Required action: Each line below that contains "lowered" should be counted; give the total alone.

Collection entries
━━━━━━━━━━━━━━━━

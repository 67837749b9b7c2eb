//! Page I/O counters reported to the host.

use std::fmt;
use std::sync::atomic::{AtomicU64, Ordering};
use std::sync::Arc;

/// Observer notified by the page reader and writer for every block moved.
///
/// The host owns the implementation and reads it back for reporting; the
/// engine only ever calls into it.
pub trait IoMetrics: Send + Sync {
    /// Records one page block read from the file.
    fn page_read(&self);

    /// Records one page block written to the file.
    fn page_written(&self);

    /// Returns the totals observed so far.
    fn snapshot(&self) -> IoStats {
        IoStats::default()
    }
}

/// Point-in-time read/write totals.
#[derive(Debug, Default, Clone, Copy, PartialEq, Eq)]
pub struct IoStats {
    /// Page blocks read.
    pub reads: u64,
    /// Page blocks written.
    pub writes: u64,
}

impl fmt::Display for IoStats {
    fn fmt(&self, f: &mut fmt::Formatter<'_>) -> fmt::Result {
        write!(f, "R: {}, W: {}", self.reads, self.writes)
    }
}

/// A no-op implementation of [`IoMetrics`].
#[derive(Default)]
pub struct NoopMetrics;

impl IoMetrics for NoopMetrics {
    fn page_read(&self) {}
    fn page_written(&self) {}
}

/// Atomic counter implementation of [`IoMetrics`].
#[derive(Default)]
pub struct CounterMetrics {
    /// Number of page reads.
    pub reads: AtomicU64,

    /// Number of page writes.
    pub writes: AtomicU64,
}

impl CounterMetrics {
    /// Zeroes both counters.
    pub fn reset(&self) {
        self.reads.store(0, Ordering::Relaxed);
        self.writes.store(0, Ordering::Relaxed);
    }
}

impl IoMetrics for CounterMetrics {
    fn page_read(&self) {
        self.reads.fetch_add(1, Ordering::Relaxed);
    }

    fn page_written(&self) {
        self.writes.fetch_add(1, Ordering::Relaxed);
    }

    fn snapshot(&self) -> IoStats {
        IoStats {
            reads: self.reads.load(Ordering::Relaxed),
            writes: self.writes.load(Ordering::Relaxed),
        }
    }
}

/// Returns a fresh counter-backed metrics sink.
pub fn default_metrics() -> Arc<dyn IoMetrics> {
    Arc::new(CounterMetrics::default())
}
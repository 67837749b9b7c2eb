#![allow(missing_docs)]

use assert_cmd::cargo::cargo_bin_cmd;
use tempfile::TempDir;

#[test]
fn script_on_stdin_runs_to_completion() {
    let tmp = TempDir::new().unwrap();
    let path = tmp.path().join("cli.db");
    let script = format!(
        "N {} 4\nA 1 1 2 3\nA 2 4 5 6\nG 2\nU 2 7 8 9\nG 2\nR 2\nG 2\nOOPS\nPD\nS\n",
        path.display()
    );
    let output = cargo_bin_cmd!("exhash")
        .write_stdin(script)
        .assert()
        .success()
        .get_output()
        .stdout
        .clone();
    let text = String::from_utf8(output).unwrap();
    let lines: Vec<&str> = text.lines().collect();
    let first = format!("[{:032b}] 2 => 4 5 6", 2);
    let second = format!("[{:032b}] 2 => 7 8 9", 2);
    assert_eq!(
        lines,
        vec![
            first.as_str(),
            second.as_str(),
            "record with key 2 not found",
            "Bad command, try again!",
            "--------------",
            "#D0#",
            "0 | 0",
            "--------------",
            "R: 9, W: 5",
        ]
    );
    assert!(path.exists());
}

#[test]
fn script_file_and_hash_override() {
    let tmp = TempDir::new().unwrap();
    let script = tmp.path().join("ops.txt");
    let store = tmp.path().join("cli.db");
    let mut body = format!("N {} 2\n", store.display());
    for key in 0..20 {
        body.push_str(&format!("A {key}\n"));
    }
    body.push_str("A 3\nG 19\n");
    std::fs::write(&script, body).unwrap();

    let output = cargo_bin_cmd!("exhash")
        .args(["--hash", "jenkins", "--seed", "42"])
        .arg(&script)
        .assert()
        .success()
        .get_output()
        .stdout
        .clone();
    let text = String::from_utf8(output).unwrap();
    let lines: Vec<&str> = text.lines().collect();
    assert_eq!(lines[0], "Record already added!");
    assert!(lines[1].starts_with('['));
    assert!(lines[1].contains("] 19 => "));
}

#[test]
fn reserved_key_is_reported_and_script_continues() {
    let tmp = TempDir::new().unwrap();
    let path = tmp.path().join("cli.db");
    let script = format!(
        "N {} 4\nA 2147483647 1 2 3\nA 7 1 1 1\nG 7\n",
        path.display()
    );
    let output = cargo_bin_cmd!("exhash")
        .write_stdin(script)
        .assert()
        .success()
        .get_output()
        .stdout
        .clone();
    let text = String::from_utf8(output).unwrap();
    let shown = format!("[{:032b}] 7 => 1 1 1", 7);
    assert_eq!(
        text.lines().collect::<Vec<_>>(),
        vec!["invalid argument: key 2147483647 is reserved", shown.as_str()]
    );
}

#[test]
fn missing_config_file_fails() {
    let tmp = TempDir::new().unwrap();
    cargo_bin_cmd!("exhash")
        .arg("--config")
        .arg(tmp.path().join("absent.toml"))
        .write_stdin("")
        .assert()
        .failure();
}
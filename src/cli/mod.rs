//! Line-oriented command language for driving a store interactively.
//!
//! Each input line is one command. Tokens are separated by single spaces:
//!
//! | Command            | Effect                                          |
//! |--------------------|-------------------------------------------------|
//! | `N path pageSize`  | create a fresh store, replacing any open one    |
//! | `A k [a b c]`      | add a record; a missing payload is generated    |
//! | `U k a b c`        | replace the payload of an existing record       |
//! | `R k`              | remove a record                                 |
//! | `G k`              | print a record                                  |
//! | `PD` / `PF`        | dump the directory / the page file              |
//! | `S`                | print page read and write totals                |
//!
//! Anything else prints `Bad command, try again!`.

use std::io::{BufRead, Write};
use std::path::PathBuf;
use std::sync::Arc;

use rand::rngs::StdRng;
use rand::{Rng, SeedableRng};
use tracing::{debug, warn};

use crate::primitives::hash::KeyHash;
use crate::storage::{
    AddOutcome, CounterMetrics, Directory, IoMetrics, RecordDump, StoreOptions,
};
use crate::types::{Record, Result, StoreError};

/// Reply printed for lines that do not parse.
pub const BAD_COMMAND: &str = "Bad command, try again!";

/// Reply printed when a command needs a store and none is open.
pub const NO_STORE: &str = "No store open";

/// Reply printed when `A` names a key that is already stored.
pub const DUPLICATE: &str = "Record already added!";

const RULE: &str = "--------------";

/// Bounds for generated payload values, upper exclusive.
const PAYLOAD_RANGE: std::ops::Range<i32> = -10_000..10_000;

/// A parsed input line.
#[derive(Debug, Clone, PartialEq, Eq)]
pub enum Command {
    /// `N path pageSize`
    New {
        /// File to create.
        path: PathBuf,
        /// Records per page.
        page_size: usize,
    },
    /// `A k [a b c]`
    Add {
        /// Key to insert.
        key: i32,
        /// Explicit payload, if given.
        payload: Option<[i32; 3]>,
    },
    /// `U k a b c`
    Update(Record),
    /// `R k`
    Remove(i32),
    /// `G k`
    Get(i32),
    /// `PD`
    PrintDirectory,
    /// `PF`
    PrintFile,
    /// `S`
    Stats,
    /// `TEST`; accepted and ignored.
    Noop,
}

impl Command {
    /// Parses one line; `None` when the line is not a valid command.
    pub fn parse(line: &str) -> Option<Self> {
        let tokens: Vec<&str> = line.split(' ').collect();
        let ints = |range: std::ops::Range<usize>| -> Option<Vec<i32>> {
            tokens[range].iter().map(|t| t.parse().ok()).collect()
        };
        let command = match (tokens[0], tokens.len()) {
            ("N", 3) => Command::New {
                path: PathBuf::from(tokens[1]),
                page_size: tokens[2].parse().ok()?,
            },
            ("A", 2) => Command::Add {
                key: tokens[1].parse().ok()?,
                payload: None,
            },
            ("A", 5) => {
                let v = ints(1..5)?;
                Command::Add {
                    key: v[0],
                    payload: Some([v[1], v[2], v[3]]),
                }
            }
            ("U", 5) => Command::Update(Record::from_ints(&ints(1..5)?).ok()?),
            ("R", 2) => Command::Remove(tokens[1].parse().ok()?),
            ("G", 2) => Command::Get(tokens[1].parse().ok()?),
            ("PD", 1) => Command::PrintDirectory,
            ("PF", 1) => Command::PrintFile,
            ("S", 1) => Command::Stats,
            ("TEST", _) => Command::Noop,
            _ => return None,
        };
        Some(command)
    }
}

/// Interpreter state: the open store, shared counters and the payload RNG.
pub struct Session {
    options: StoreOptions,
    hasher: Arc<dyn KeyHash>,
    metrics: Arc<CounterMetrics>,
    dir: Option<Directory>,
    rng: StdRng,
}

impl Session {
    /// Creates a session whose stores are opened with `options`.
    ///
    /// `N` always truncates and overrides the page size; every other option
    /// is taken as given.
    pub fn new(options: StoreOptions) -> Self {
        Self::with_rng(options, StdRng::from_entropy())
    }

    /// Like [`Session::new`] with a reproducible payload generator.
    pub fn with_seed(options: StoreOptions, seed: u64) -> Self {
        Self::with_rng(options, StdRng::seed_from_u64(seed))
    }

    fn with_rng(options: StoreOptions, rng: StdRng) -> Self {
        Self {
            hasher: Arc::new(options.hash),
            options,
            metrics: Arc::new(CounterMetrics::default()),
            dir: None,
            rng,
        }
    }

    /// The open store, if any.
    pub fn directory(&mut self) -> Option<&mut Directory> {
        self.dir.as_mut()
    }

    /// Runs every line of `input`, writing replies to `out`, then closes
    /// the store.
    pub fn run<R: BufRead, W: Write>(&mut self, input: R, out: &mut W) -> Result<()> {
        for line in input.lines() {
            let line = line?;
            let line = line.trim_end_matches('\r');
            if line.is_empty() {
                continue;
            }
            self.execute(line, out)?;
        }
        out.flush()?;
        self.close()
    }

    /// Executes one line.
    ///
    /// Missing keys, rejected arguments and a full directory are reported on
    /// `out` and the session carries on. I/O failures, damaged pages and
    /// configuration errors are returned.
    pub fn execute<W: Write>(&mut self, line: &str, out: &mut W) -> Result<()> {
        let Some(command) = Command::parse(line) else {
            debug!(line, "cli.bad_command");
            writeln!(out, "{BAD_COMMAND}")?;
            return Ok(());
        };
        let result = match command {
            Command::New { path, page_size } => self.create(path, page_size),
            Command::Stats => {
                writeln!(out, "{RULE}")?;
                writeln!(out, "{}", self.metrics.snapshot())?;
                Ok(())
            }
            Command::Noop => Ok(()),
            command => {
                let payload = match command {
                    Command::Add { payload: None, .. } => Some(self.generate_payload()),
                    _ => None,
                };
                let Some(dir) = self.dir.as_mut() else {
                    writeln!(out, "{NO_STORE}")?;
                    return Ok(());
                };
                apply(dir, self.hasher.as_ref(), command, payload, out)
            }
        };
        match result {
            Err(err) if is_reportable(&err) => {
                warn!(line, error = %err, "cli.command_failed");
                writeln!(out, "{err}")?;
                Ok(())
            }
            other => other,
        }
    }

    /// Closes the open store, if any.
    pub fn close(&mut self) -> Result<()> {
        match self.dir.take() {
            Some(dir) => dir.close(),
            None => Ok(()),
        }
    }

    fn create(&mut self, path: PathBuf, page_size: usize) -> Result<()> {
        if self.dir.is_some() {
            warn!(path = %path.display(), "cli.replacing_open_store");
            self.close()?;
        }
        let options = self.options.clone().page_size(page_size).truncate(true);
        let metrics: Arc<dyn IoMetrics> = self.metrics.clone();
        let dir = Directory::open_with(path, options, self.hasher.clone(), metrics)?;
        self.dir = Some(dir);
        Ok(())
    }

    /// Three coefficients of a quadratic with two distinct real roots.
    fn generate_payload(&mut self) -> [i32; 3] {
        loop {
            let [a, b, c] = [(); 3].map(|_| self.rng.gen_range(PAYLOAD_RANGE));
            let (a64, b64, c64) = (i64::from(a), i64::from(b), i64::from(c));
            if b64 * b64 - 4 * a64 * c64 > 0 {
                return [a, b, c];
            }
        }
    }
}

/// Errors a session reports and survives.
fn is_reportable(err: &StoreError) -> bool {
    err.is_not_found()
        || matches!(
            err,
            StoreError::InvalidArgument(_) | StoreError::DirectoryFull { .. }
        )
}

fn apply<W: Write>(
    dir: &mut Directory,
    hasher: &dyn KeyHash,
    command: Command,
    generated: Option<[i32; 3]>,
    out: &mut W,
) -> Result<()> {
    match command {
        Command::Add { key, payload } => {
            let [a, b, c] = payload.or(generated).unwrap_or_default();
            if dir.add(Record::new(key, a, b, c))? == AddOutcome::Duplicate {
                writeln!(out, "{DUPLICATE}")?;
            }
        }
        Command::Update(record) => dir.update(record)?,
        Command::Remove(key) => {
            dir.remove(key)?;
        }
        Command::Get(key) => writeln!(out, "{}", RecordDump::new(dir.get(key)?, hasher))?,
        Command::PrintDirectory => write!(out, "{}", dir.dump_directory())?,
        Command::PrintFile => write!(out, "{}", dir.dump_file()?)?,
        Command::New { .. } | Command::Stats | Command::Noop => {}
    }
    Ok(())
}
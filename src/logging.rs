//! Tracing subscriber setup for hosts embedding the store.

use tracing_subscriber::{fmt, EnvFilter};

use crate::types::{Result, StoreError};

/// Installs a global `fmt` subscriber writing to stderr.
///
/// `filter` uses [`EnvFilter`] directive syntax, e.g. `"info"` or
/// `"exhash::storage=debug"`. Fails if the directive is malformed or a
/// subscriber is already installed.
pub fn init_logging(filter: &str) -> Result<()> {
    fmt()
        .with_env_filter(
            EnvFilter::try_new(filter)
                .map_err(|e| StoreError::InvalidArgument(format!("invalid log filter: {e}")))?,
        )
        .with_target(true)
        .with_writer(std::io::stderr)
        .try_init()
        .map_err(|_| StoreError::InvalidArgument("logging already initialized".into()))
}
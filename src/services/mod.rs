pub mod analysis;
pub mod patterns;
pub mod summarizer;
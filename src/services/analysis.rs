use uuid::Uuid;

use crate::db::JournalStore;
use crate::models::journal::JournalEntry;
use crate::services::patterns::{self, PatternConfig, PatternReport};
use crate::services::summarizer::{Summarizer, SummarizerError};

#[derive(Debug, thiserror::Error)]
pub enum AnalysisError {
    #[error("Failed to load journal entries: {0}")]
    Load(#[source] sqlx::Error),

    #[error("Insight generation failed: {0}")]
    Collaborator(#[from] SummarizerError),
}

/// Load the user's snapshot and compute their stress patterns.
pub async fn analyze_patterns(
    store: &dyn JournalStore,
    user_id: Uuid,
    config: &PatternConfig,
) -> Result<PatternReport, AnalysisError> {
    let entries = store
        .entries_for_user(user_id)
        .await
        .map_err(AnalysisError::Load)?;

    let report = patterns::analyze(&entries, config);

    tracing::debug!(
        user_id = %user_id,
        entries = entries.len(),
        anxiety_hours = report.anxiety_hours.len(),
        anxiety_days = report.anxiety_days.len(),
        "Stress patterns computed"
    );

    Ok(report)
}

/// Hand the user's combined journal text to the summarizer and return its
/// answer untouched.
pub async fn generate_insights(
    store: &dyn JournalStore,
    summarizer: &dyn Summarizer,
    user_id: Uuid,
) -> Result<String, AnalysisError> {
    let entries = store
        .entries_for_user(user_id)
        .await
        .map_err(AnalysisError::Load)?;

    let combined = combined_text(&entries);
    let insights = summarizer.summarize(&combined).await?;

    tracing::debug!(user_id = %user_id, entries = entries.len(), "Insights generated");
    Ok(insights)
}

/// Newline-joined entry text in snapshot order; entries without text
/// contribute an empty line.
pub fn combined_text(entries: &[JournalEntry]) -> String {
    entries
        .iter()
        .map(|e| e.text.as_deref().unwrap_or(""))
        .collect::<Vec<_>>()
        .join("\n")
}
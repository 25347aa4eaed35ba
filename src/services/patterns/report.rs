use std::collections::BTreeMap;

use serde::Serialize;

use super::bucketing::{bucket_entries, DayBucket, HourBucket};
use super::hotspots::detect_hotspots;
use super::keywords::keyword_frequencies;
use super::PatternConfig;
use crate::models::journal::JournalEntry;

#[derive(Debug, Clone, PartialEq, Eq, Serialize)]
#[serde(rename_all = "camelCase")]
pub struct PatternReport {
    pub anxiety_hours: Vec<HourBucket>,
    pub anxiety_days: Vec<DayBucket>,
    pub stress_keywords: BTreeMap<String, u32>,
}

/// Run bucketing, hotspot detection and keyword counting over one snapshot.
pub fn analyze(entries: &[JournalEntry], config: &PatternConfig) -> PatternReport {
    let buckets = bucket_entries(entries, config.utc_offset);

    PatternReport {
        anxiety_hours: detect_hotspots(
            buckets.hours,
            &config.anxiety_moods,
            config.anxiety_threshold,
        ),
        anxiety_days: detect_hotspots(
            buckets.days,
            &config.anxiety_moods,
            config.anxiety_threshold,
        ),
        stress_keywords: keyword_frequencies(entries, &config.lexicon),
    }
}
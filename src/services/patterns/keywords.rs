use std::collections::BTreeMap;

use crate::models::journal::JournalEntry;

/// Count, per lexicon keyword, the entries whose text contains it.
///
/// Matching is a case-insensitive substring test, so an entry adds at most
/// one to each keyword no matter how often the word repeats. Every keyword
/// is present in the result under its configured spelling, with 0 when
/// nothing matched.
pub fn keyword_frequencies(entries: &[JournalEntry], lexicon: &[String]) -> BTreeMap<String, u32> {
    let mut counts: BTreeMap<String, u32> =
        lexicon.iter().map(|keyword| (keyword.clone(), 0)).collect();
    // Same iteration order as `counts`
    let needles: Vec<String> = counts.keys().map(|k| k.to_lowercase()).collect();

    let texts = entries
        .iter()
        .filter_map(|e| e.text.as_deref())
        .filter(|t| !t.is_empty());

    for text in texts {
        let lowered = text.to_lowercase();
        for (count, needle) in counts.values_mut().zip(&needles) {
            if lowered.contains(needle.as_str()) {
                *count += 1;
            }
        }
    }

    counts
}
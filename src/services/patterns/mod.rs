//! # Stress pattern analysis
//!
//! Turns a user's journal snapshot into a [`PatternReport`]:
//!
//! - [`bucketing`] groups moods by local hour-of-day and weekday
//! - [`hotspots`] keeps the buckets with enough anxious/sad moods
//! - [`keywords`] counts entries mentioning each stress keyword
//! - [`report`] runs the three stages and merges their output
//!
//! Everything here is synchronous and side-effect free. Nothing is cached;
//! callers recompute from the full history on every request.

pub mod bucketing;
pub mod hotspots;
pub mod keywords;
pub mod report;

#[cfg(test)]
pub(crate) mod test_helpers;

use chrono::{FixedOffset, Offset, Utc};

pub use report::{analyze, PatternReport};

/// Minimum number of qualifying moods for a bucket to count as a hotspot.
pub const ANXIETY_THRESHOLD: usize = 2;

/// Mood labels counted towards the hotspot threshold (exact, case-sensitive).
pub const ANXIETY_MOODS: [&str; 2] = ["anxious", "sad"];

/// Keywords scanned for in entry text (case-insensitive substring).
pub const STRESS_LEXICON: [&str; 10] = [
    "stress",
    "tired",
    "anxiety",
    "panic",
    "pressure",
    "overwhelmed",
    "sad",
    "angry",
    "fear",
    "scared",
];

/// Tunables for one analysis run.
#[derive(Debug, Clone, PartialEq)]
pub struct PatternConfig {
    pub anxiety_moods: Vec<String>,
    pub anxiety_threshold: usize,
    pub lexicon: Vec<String>,
    /// Timezone used to derive hour-of-day and weekday.
    pub utc_offset: FixedOffset,
}

impl Default for PatternConfig {
    fn default() -> Self {
        Self {
            anxiety_moods: ANXIETY_MOODS.iter().map(|m| m.to_string()).collect(),
            anxiety_threshold: ANXIETY_THRESHOLD,
            lexicon: STRESS_LEXICON.iter().map(|k| k.to_string()).collect(),
            utc_offset: Utc.fix(),
        }
    }
}
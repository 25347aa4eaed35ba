pub mod analytics;
pub mod health;
pub mod journals;
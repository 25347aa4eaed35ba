use super::bucketing::TemporalBucket;

/// Keep the buckets whose moods contain at least `threshold` exact matches
/// from `anxiety_moods`. Order is preserved; matching is case-sensitive.
pub fn detect_hotspots<K>(
    buckets: Vec<TemporalBucket<K>>,
    anxiety_moods: &[String],
    threshold: usize,
) -> Vec<TemporalBucket<K>> {
    buckets
        .into_iter()
        .filter(|bucket| qualifying_moods(&bucket.moods, anxiety_moods) >= threshold)
        .collect()
}

pub fn qualifying_moods(moods: &[String], anxiety_moods: &[String]) -> usize {
    moods
        .iter()
        .filter(|mood| anxiety_moods.iter().any(|m| m == *mood))
        .count()
}
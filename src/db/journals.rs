use async_trait::async_trait;
use sqlx::PgPool;
use uuid::Uuid;

use crate::models::journal::{JournalEntry, NewJournalEntry};

/// Source of journal snapshots and sink for new entries.
#[async_trait]
pub trait JournalStore: Send + Sync {
    /// Every entry of the user, oldest insert first. Two calls over unchanged
    /// data return the same order.
    async fn entries_for_user(&self, user_id: Uuid) -> Result<Vec<JournalEntry>, sqlx::Error>;

    async fn create_entry(&self, entry: NewJournalEntry) -> Result<JournalEntry, sqlx::Error>;

    /// Cheap connectivity probe for readiness checks.
    async fn ping(&self) -> Result<(), sqlx::Error>;
}

const ENTRIES_FOR_USER_SQL: &str = r#"
    SELECT id, user_id, mood, text, created_at
    FROM journal_entries
    WHERE user_id = $1
    ORDER BY seq
"#;

pub struct PgJournalStore {
    db: PgPool,
}

impl PgJournalStore {
    pub fn new(db: PgPool) -> Self {
        Self { db }
    }
}

#[async_trait]
impl JournalStore for PgJournalStore {
    async fn entries_for_user(&self, user_id: Uuid) -> Result<Vec<JournalEntry>, sqlx::Error> {
        sqlx::query_as::<_, JournalEntry>(ENTRIES_FOR_USER_SQL)
            .bind(user_id)
            .fetch_all(&self.db)
            .await
    }

    async fn create_entry(&self, entry: NewJournalEntry) -> Result<JournalEntry, sqlx::Error> {
        sqlx::query_as::<_, JournalEntry>(
            r#"
            INSERT INTO journal_entries (id, user_id, mood, text, created_at)
            VALUES ($1, $2, $3, $4, $5)
            RETURNING id, user_id, mood, text, created_at
            "#,
        )
        .bind(Uuid::new_v4())
        .bind(entry.user_id)
        .bind(&entry.mood)
        .bind(&entry.text)
        .bind(entry.created_at)
        .fetch_one(&self.db)
        .await
    }

    async fn ping(&self) -> Result<(), sqlx::Error> {
        sqlx::query_scalar::<_, i32>("SELECT 1")
            .fetch_one(&self.db)
            .await
            .map(|_| ())
    }
}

━━━━━━━━━━━━━━━━

Your solution: 2